一、题目
Given n, a positive integer, how many positive integers less than n are relatively prime to n? Two integers a and b are relatively prime if there are no integers x > 1, y > 0, z > 0 such that a = xy and b = xz.
Input
There are several test cases. For each test case, standard input contains a line with n <= 1,000,000,000. A line containing 0 follows the last case.
Output
For each test case there should be single line of output answering the question posed above.
Sample Input
7
12
0
Sample Output
6
4
二、题意分析
给定一个数N,求小于等于这个数的所有数中,所有与N互质的数的数目。

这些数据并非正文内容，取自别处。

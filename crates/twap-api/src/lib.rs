//! # twap api
//!
//! The boundary to the social platform: the [`SocialApi`] capability trait,
//! its v1.1 REST implementation [`TwitterClient`], response models and
//! OAuth 1.0a request signing.

#![warn(clippy::all)]
#![allow(clippy::module_name_repetitions)]

pub mod api;
pub mod client;
pub mod models;
pub mod oauth;

pub use api::SocialApi;
#[cfg(any(test, feature = "testing"))]
pub use api::MockSocialApi;
pub use client::{classify_error, TwitterClient};
pub use models::{FriendIdsPage, Tweet, UserProfile, VerifiedUser};
pub use oauth::OAuthSigner;
//! Horizontal bar chart of every account's rate

use crate::{ChartConfig, ChartEntry, ChartRenderer, StyleConfig};
use plotters::coord::Shift;
use plotters::prelude::*;
use plotters::style::text_anchor::{HPos, Pos, VPos};
use twap_common::{truncate_string, Result, TwapError};

/// Title of the rate chart.
pub const BAR_CHART_TITLE: &str = "Tweets per hour";

/// Labels longer than this are shortened.
const MAX_LABEL_CHARS: usize = 24;

/// Vertical space taken by the caption, the x axis and the margins.
const CHROME_HEIGHT: u32 = 120;

/// Never produce a chart shorter than this.
const MIN_HEIGHT: u32 = 240;

/// One bar per account, lowest rate at the bottom.
#[derive(Debug, Clone)]
pub struct RateBarChart {
    /// Bars in drawing order (first entry at the bottom).
    pub entries: Vec<ChartEntry>,
    config: ChartConfig,
}

impl RateBarChart {
    /// Create a chart `width` pixels wide with `row_height` pixels per entry.
    pub fn new(entries: Vec<ChartEntry>, width: u32, row_height: u32) -> Self {
        let height = Self::height_for(entries.len(), row_height);
        let config = ChartConfig {
            title: BAR_CHART_TITLE.to_string(),
            width,
            height,
            x_label: Some("tweets per hour".to_string()),
            style: StyleConfig::default(),
        };

        Self { entries, config }
    }

    /// Replace the default styling.
    pub fn with_style(mut self, style: StyleConfig) -> Self {
        self.config.style = style;
        self
    }

    /// Chart height for `rows` bars.
    pub fn height_for(rows: usize, row_height: u32) -> u32 {
        let rows = u32::try_from(rows).unwrap_or(u32::MAX);
        rows.saturating_mul(row_height)
            .saturating_add(CHROME_HEIGHT)
            .max(MIN_HEIGHT)
    }

    /// Upper end of the x axis, with room for the value labels.
    fn max_value(&self) -> f64 {
        let max = self.entries.iter().map(|e| e.value).fold(0.0, f64::max);
        if max > 0.0 {
            max * 1.15
        } else {
            1.0
        }
    }

    /// Pixel width reserved for account labels.
    fn label_area_width(&self) -> u32 {
        let longest = self
            .entries
            .iter()
            .map(|e| e.label.chars().count().min(MAX_LABEL_CHARS))
            .max()
            .unwrap_or(0) as u32;
        let char_width = (self.config.style.label_font.size * 3).div_ceil(5);
        (longest * char_width + 16).clamp(40, 400)
    }
}

impl ChartRenderer for RateBarChart {
    fn config(&self) -> &ChartConfig {
        &self.config
    }

    fn draw<DB>(&self, root: &DrawingArea<DB, Shift>) -> Result<()>
    where
        DB: DrawingBackend,
        DB::ErrorType: 'static,
    {
        if self.entries.is_empty() {
            return Err(TwapError::graph("No accounts to plot"));
        }

        let config = &self.config;
        let margins = &config.style.margins;
        root.fill(&self.background_color())?;

        let rows = self.entries.len();
        let title_font = (config.style.title_font.family.as_str(), config.style.title_font.size);
        let label_font = (config.style.label_font.family.as_str(), config.style.label_font.size).into_font();

        let mut chart = ChartBuilder::on(root)
            .caption(&config.title, title_font)
            .margin_top(margins.top)
            .margin_right(margins.right)
            .margin_left(margins.left)
            .x_label_area_size(margins.bottom)
            .y_label_area_size(self.label_area_width())
            .build_cartesian_2d(0.0..self.max_value(), -0.5..(rows as f64 - 0.5))?;

        chart
            .configure_mesh()
            .disable_y_mesh()
            .y_label_formatter(&|_| String::new())
            .x_desc(config.x_label.as_deref().unwrap_or_default())
            .label_style(label_font.clone())
            .draw()?;

        let bar_color = self.get_colors()[0];
        chart.draw_series(self.entries.iter().enumerate().map(|(i, entry)| {
            let y = i as f64;
            Rectangle::new([(0.0, y - 0.4), (entry.value, y + 0.4)], bar_color.filled())
        }))?;

        let name_style = TextStyle::from(label_font.clone()).pos(Pos::new(HPos::Right, VPos::Center));
        chart.draw_series(self.entries.iter().enumerate().map(|(i, entry)| {
            EmptyElement::at((0.0, i as f64))
                + Text::new(truncate_string(&entry.label, MAX_LABEL_CHARS), (-6, 0), name_style.clone())
        }))?;

        let value_style = TextStyle::from(label_font).pos(Pos::new(HPos::Left, VPos::Center));
        chart.draw_series(self.entries.iter().enumerate().map(|(i, entry)| {
            EmptyElement::at((entry.value, i as f64))
                + Text::new(format!("{:.2}", entry.value), (4, 0), value_style.clone())
        }))?;

        Ok(())
    }
}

题意就是欧拉函数的定义。
三、AC代码
#include <iostream>
#include <cmath>
#include <cstring>
using namespace std;
const int MAXN = 1e5+3;
int Prime[MAXN], nPrime;
bool isPrime[MAXN];
void getPrime()
{
memset(isPrime, 1, sizeof(isPrime));
isPrime[0] = isPrime[1] = 0;
nPrime = 0;
for(int i = 2; i < MAXN; i++)
{
if(isPrime[i])
Prime[nPrime++] = i;
for(int j = 0; j < nPrime && (long long)Prime[j]*i < MAXN; j++)
{
isPrime[Prime[j]*i] = 0;
if(i%Prime[j] == 0)
break;
}
}
}
int Euler(int n)
{
int ans = n;
for(int i = 0; Prime[i]*Prime[i] <= n; i++)
{
if(n%Prime[i] == 0)
{
ans = ans - ans/Prime[i];
do
{
n/=Prime[i];
}
while(n%Prime[i] == 0);
}
}
if(n > 1)
ans = ans - ans/n;
return ans;
}
int main()
{
int N;
getPrime();
while(cin >> N && N)
{
cout << Euler(N) << endl;
}
return 0;
}